Task directions –
Within the records that follow, determine how many lines include the word "before". State the number and nothing further.

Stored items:
# # # # #

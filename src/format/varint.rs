// DeltaX variable-length integer encoding.
//
// Base-128, little-endian: least-significant 7-bit group first.
// Each byte has bit 7 set except the final byte. Zero encodes as a single
// 0x00 byte. Values are carried as u64; anything wider is rejected.

use crate::error::{DeltaXError, Result};

/// Maximum encoded length for a 64-bit value (ceil(64/7) = 10).
pub const MAX_VARINT_LEN: usize = 10;

// ---------------------------------------------------------------------------
// Encoding
// ---------------------------------------------------------------------------

/// Append the encoding of `num` to `out`. Returns the number of bytes written (1..=10).
#[inline]
pub fn encode_into(mut num: u64, out: &mut Vec<u8>) -> usize {
    let start = out.len();
    while num >= 0x80 {
        out.push((num as u8 & 0x7F) | 0x80);
        num >>= 7;
    }
    out.push(num as u8);
    out.len() - start
}

/// Encode `num` into a fresh buffer.
pub fn encode(num: u64) -> Vec<u8> {
    let mut out = Vec::with_capacity(encoded_len(num));
    encode_into(num, &mut out);
    out
}

/// Encode a `usize` length or index.
#[inline]
pub fn encode_usize(num: usize, out: &mut Vec<u8>) -> usize {
    encode_into(num as u64, out)
}

// ---------------------------------------------------------------------------
// Decoding
// ---------------------------------------------------------------------------

/// Decode a varint starting at `offset`.
///
/// Returns `(value, new_offset)` where `new_offset` points just past the
/// terminating byte. Fails with `TruncatedVarint` if the buffer ends before a
/// byte without the continuation bit, and with `VarintOverflow` if the value
/// does not fit in 64 bits. Redundant zero groups are tolerated.
pub fn decode(buf: &[u8], offset: usize) -> Result<(u64, usize)> {
    let mut value: u64 = 0;
    let mut shift: u32 = 0;
    let mut pos = offset;
    loop {
        let Some(&byte) = buf.get(pos) else {
            return Err(DeltaXError::TruncatedVarint { offset });
        };
        pos += 1;
        let group = u64::from(byte & 0x7F);
        if group != 0 {
            if shift >= 64 || (group << shift) >> shift != group {
                return Err(DeltaXError::VarintOverflow { offset });
            }
            value |= group << shift;
        }
        if byte & 0x80 == 0 {
            return Ok((value, pos));
        }
        shift = shift.saturating_add(7);
    }
}

/// Decode a varint that must fit in `usize` (lengths, counts, indices).
pub fn decode_usize(buf: &[u8], offset: usize) -> Result<(usize, usize)> {
    let (val, next) = decode(buf, offset)?;
    let val = usize::try_from(val).map_err(|_| DeltaXError::VarintOverflow { offset })?;
    Ok((val, next))
}

// ---------------------------------------------------------------------------
// Helpers
// ---------------------------------------------------------------------------

/// Return the encoded byte-length of a `u64` value.
#[inline]
pub fn encoded_len(num: u64) -> usize {
    let bits = 64 - num.leading_zeros();
    (bits.max(1).div_ceil(7) as usize).min(MAX_VARINT_LEN)
}

// ---------------------------------------------------------------------------
// Tests
// ---------------------------------------------------------------------------

#[cfg(test)]
mod tests {
    use super::*;

    #[test]
    fn roundtrip_u64() {
        let cases: &[u64] = &[
            0,
            1,
            127,
            128,
            255,
            256,
            16383,
            16384,
            u32::MAX as u64,
            u64::MAX - 1,
            u64::MAX,
        ];
        for &val in cases {
            let bytes = encode(val);
            let (decoded, next) = decode(&bytes, 0).unwrap();
            assert_eq!(decoded, val, "roundtrip failed for {val}");
            assert_eq!(next, bytes.len(), "length mismatch for {val}");
            assert_eq!(encoded_len(val), bytes.len(), "encoded_len mismatch for {val}");
        }
    }

    #[test]
    fn zero_is_single_byte() {
        assert_eq!(encode(0), vec![0x00]);
    }

    #[test]
    fn encoding_is_little_endian() {
        // 300 = 0b1_0010_1100: low group 0101100 first with continuation, then 10.
        assert_eq!(encode(300), vec![0xAC, 0x02]);
        assert_eq!(encode(128), vec![0x80, 0x01]);
    }

    #[test]
    fn single_byte_values() {
        for val in 0..=127u64 {
            assert_eq!(encode(val), vec![val as u8]);
        }
    }

    #[test]
    fn decode_at_offset() {
        let mut buf = vec![0xFF, 0xFF];
        encode_into(300, &mut buf);
        buf.push(0x05);
        let (val, next) = decode(&buf, 2).unwrap();
        assert_eq!(val, 300);
        assert_eq!(next, 4);
        assert_eq!(decode(&buf, next).unwrap(), (5, 5));
    }

    #[test]
    fn truncated_detection() {
        let data = [0x80, 0x80, 0x80];
        assert!(matches!(
            decode(&data, 0),
            Err(DeltaXError::TruncatedVarint { offset: 0 })
        ));
        assert!(matches!(
            decode(&[], 0),
            Err(DeltaXError::TruncatedVarint { .. })
        ));
    }

    #[test]
    fn overflow_detection() {
        // Ten continuation groups of 0x7F followed by a terminator: 77 bits.
        let mut data = vec![0xFF; 10];
        data.push(0x01);
        assert!(matches!(
            decode(&data, 0),
            Err(DeltaXError::VarintOverflow { .. })
        ));

        // u64::MAX with the top group set to 2 instead of 1.
        let mut data = encode(u64::MAX);
        *data.last_mut().unwrap() = 0x02;
        assert!(matches!(
            decode(&data, 0),
            Err(DeltaXError::VarintOverflow { .. })
        ));
    }

    #[test]
    fn redundant_zero_groups_tolerated() {
        let data = [0x85, 0x80, 0x80, 0x00];
        assert_eq!(decode(&data, 0).unwrap(), (5, 4));
    }
}
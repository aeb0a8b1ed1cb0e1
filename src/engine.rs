// Archive engine: ties chunking, pattern discovery and delta encoding to the
// archive format.
//
// Encoding runs in two fan-out/fan-in phases over the corpus:
//   1. per-file chunk tallies, merged in corpus order into the pattern table
//   2. per-file delta encoding against the frozen table
// Phase 2 starts only once phase 1 has returned the finished table.
//
// Decoding unpacks the archive and replays every file's segments against
// the pattern table. Reconstruction is independent per file.

use log::{debug, info};

#[cfg(feature = "parallel")]
use rayon::prelude::*;

use crate::dedup::chunker::ChunkMode;
use crate::dedup::matcher::PatternMatcher;
use crate::dedup::tally::{ChunkTally, PatternTableBuilder};
use crate::error::{DeltaXError, Result};
use crate::format::archive::Archive;
use crate::format::header::Header;
use crate::format::section::{DEFAULT_LEVEL, GzipCodec};
use crate::format::tables::{FileRecord, FileTable, PatternTable, Segment};

// ---------------------------------------------------------------------------
// Input corpus
// ---------------------------------------------------------------------------

/// One input file: relative `/`-separated path plus its full contents.
#[derive(Debug, Clone, PartialEq, Eq)]
pub struct SourceFile {
    pub path: String,
    pub data: Vec<u8>,
}

impl SourceFile {
    pub fn new(path: impl Into<String>, data: impl Into<Vec<u8>>) -> Self {
        Self {
            path: path.into(),
            data: data.into(),
        }
    }
}

/// Everything the encoder consumes, in a fixed order.
#[derive(Debug, Clone, Default, PartialEq, Eq)]
pub struct Corpus {
    pub files: Vec<SourceFile>,
    pub empty_dirs: Vec<String>,
}

impl Corpus {
    pub fn input_bytes(&self) -> u64 {
        self.files.iter().map(|f| f.data.len() as u64).sum()
    }
}

// ---------------------------------------------------------------------------
// Encode options
// ---------------------------------------------------------------------------

/// Configuration for archive creation.
#[derive(Debug, Clone)]
pub struct EncodeOptions {
    pub mode: ChunkMode,
    /// Gzip level (0-9) for both table blocks.
    pub level: u32,
    /// Worker count. `None` uses the global pool.
    pub threads: Option<usize>,
}

impl Default for EncodeOptions {
    fn default() -> Self {
        Self {
            mode: ChunkMode::default(),
            level: DEFAULT_LEVEL,
            threads: None,
        }
    }
}

impl EncodeOptions {
    pub fn new(mode: ChunkMode) -> Self {
        Self {
            mode,
            ..Default::default()
        }
    }
}

// ---------------------------------------------------------------------------
// Worker pool helpers
// ---------------------------------------------------------------------------

#[cfg(feature = "parallel")]
pub(crate) fn map_each<T, R, F>(items: &[T], f: F) -> Vec<R>
where
    T: Sync,
    R: Send,
    F: Fn(&T) -> R + Sync + Send,
{
    items.par_iter().map(f).collect()
}

#[cfg(not(feature = "parallel"))]
pub(crate) fn map_each<T, R, F>(items: &[T], f: F) -> Vec<R>
where
    F: Fn(&T) -> R,
{
    items.iter().map(f).collect()
}

/// Like `map_each`, stopping outstanding work at the first error.
#[cfg(feature = "parallel")]
pub(crate) fn try_map_each<T, R, F>(items: &[T], f: F) -> Result<Vec<R>>
where
    T: Sync,
    R: Send,
    F: Fn(&T) -> Result<R> + Sync + Send,
{
    items.par_iter().map(f).collect()
}

#[cfg(not(feature = "parallel"))]
pub(crate) fn try_map_each<T, R, F>(items: &[T], f: F) -> Result<Vec<R>>
where
    F: Fn(&T) -> Result<R>,
{
    items.iter().map(f).collect()
}

/// Run `f` on a dedicated pool of `threads` workers, or on the global pool.
#[cfg(feature = "parallel")]
pub fn with_threads<R, F>(threads: Option<usize>, f: F) -> Result<R>
where
    R: Send,
    F: FnOnce() -> R + Send,
{
    match threads {
        None => Ok(f()),
        Some(n) => {
            let pool = rayon::ThreadPoolBuilder::new()
                .num_threads(n)
                .build()
                .map_err(|e| DeltaXError::WorkerPool(e.to_string()))?;
            Ok(pool.install(f))
        }
    }
}

#[cfg(not(feature = "parallel"))]
pub fn with_threads<R, F>(_threads: Option<usize>, f: F) -> Result<R>
where
    F: FnOnce() -> R,
{
    Ok(f())
}

// ---------------------------------------------------------------------------
// Encode
// ---------------------------------------------------------------------------

/// Phase 1: count chunks per file, merge in corpus order, keep repeats.
pub fn build_pattern_table(files: &[SourceFile], mode: &ChunkMode) -> PatternTable {
    let tallies = map_each(files, |f| ChunkTally::from_file(&f.data, mode));

    let mut builder = PatternTableBuilder::new();
    for tally in tallies {
        builder.merge(tally);
    }
    debug!(
        "tallied {} chunks ({} distinct) across {} files",
        builder.total_chunks(),
        builder.distinct_chunks(),
        builder.files_merged()
    );

    let table = builder.finish();
    debug!(
        "pattern table: {} patterns, {} bytes",
        table.len(),
        table.total_bytes()
    );
    table
}

/// Phase 2: encode every file against the frozen pattern table.
pub fn encode_files(files: &[SourceFile], patterns: &PatternTable) -> Vec<FileRecord> {
    let matcher = PatternMatcher::new(patterns);
    map_each(files, |f| {
        let segments = matcher.encode(&f.data);
        debug!("{}: {} segments", f.path, segments.len());
        FileRecord {
            path: f.path.clone(),
            original_size: f.data.len() as u64,
            segments,
        }
    })
}

/// Build the full archive model for a corpus.
pub fn encode_corpus(corpus: &Corpus, opts: &EncodeOptions) -> Result<Archive> {
    info!(
        "encoding {} files, {} empty directories, mode {}",
        corpus.files.len(),
        corpus.empty_dirs.len(),
        opts.mode
    );
    with_threads(opts.threads, || {
        let patterns = build_pattern_table(&corpus.files, &opts.mode);
        let files = encode_files(&corpus.files, &patterns);
        Archive {
            header: Header::default(),
            patterns,
            files: FileTable {
                files,
                empty_dirs: corpus.empty_dirs.clone(),
            },
        }
    })
}

/// Encode and serialize in one step.
pub fn encode(corpus: &Corpus, opts: &EncodeOptions) -> Result<Vec<u8>> {
    encode_corpus(corpus, opts)?.pack(&GzipCodec::new(opts.level))
}

// ---------------------------------------------------------------------------
// Decode
// ---------------------------------------------------------------------------

/// Replay one record's segments against the pattern table.
///
/// The expanded length is checked against `original_size` before any
/// output buffer is allocated.
pub fn reconstruct_file(record: &FileRecord, patterns: &PatternTable) -> Result<Vec<u8>> {
    let mut expected: u64 = 0;
    for segment in &record.segments {
        expected = expected.saturating_add(segment.expanded_len(patterns)? as u64);
    }
    if expected != record.original_size {
        return Err(DeltaXError::SizeMismatch {
            path: record.path.clone(),
            expected: record.original_size,
            actual: expected,
        });
    }

    let mut out = Vec::with_capacity(expected as usize);
    for segment in &record.segments {
        match segment {
            Segment::Literal(bytes) => out.extend_from_slice(bytes),
            Segment::Reference(index) => out.extend_from_slice(patterns.resolve(*index)?),
        }
    }
    Ok(out)
}

/// A fully reconstructed archive, ready to be written out.
#[derive(Debug, Clone, Default, PartialEq, Eq)]
pub struct DecodedTree {
    pub header: Header,
    pub files: Vec<SourceFile>,
    pub empty_dirs: Vec<String>,
}

impl DecodedTree {
    pub fn output_bytes(&self) -> u64 {
        self.files.iter().map(|f| f.data.len() as u64).sum()
    }
}

/// Reconstruct every file of an unpacked archive. Fails on the first
/// inconsistent record.
pub fn reconstruct_archive(archive: &Archive) -> Result<DecodedTree> {
    let files = try_map_each(&archive.files.files, |record| {
        Ok(SourceFile {
            path: record.path.clone(),
            data: reconstruct_file(record, &archive.patterns)?,
        })
    })?;
    Ok(DecodedTree {
        header: archive.header,
        files,
        empty_dirs: archive.files.empty_dirs.clone(),
    })
}

/// Unpack and reconstruct an archive buffer.
pub fn decode(bytes: &[u8]) -> Result<DecodedTree> {
    let archive = Archive::unpack(bytes)?;
    debug!(
        "unpacked {} patterns, {} files, {} empty directories",
        archive.patterns.len(),
        archive.files.files.len(),
        archive.files.empty_dirs.len()
    );
    reconstruct_archive(&archive)
}

// ---------------------------------------------------------------------------
// Tests
// ---------------------------------------------------------------------------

# # # # #

Result of this task –
2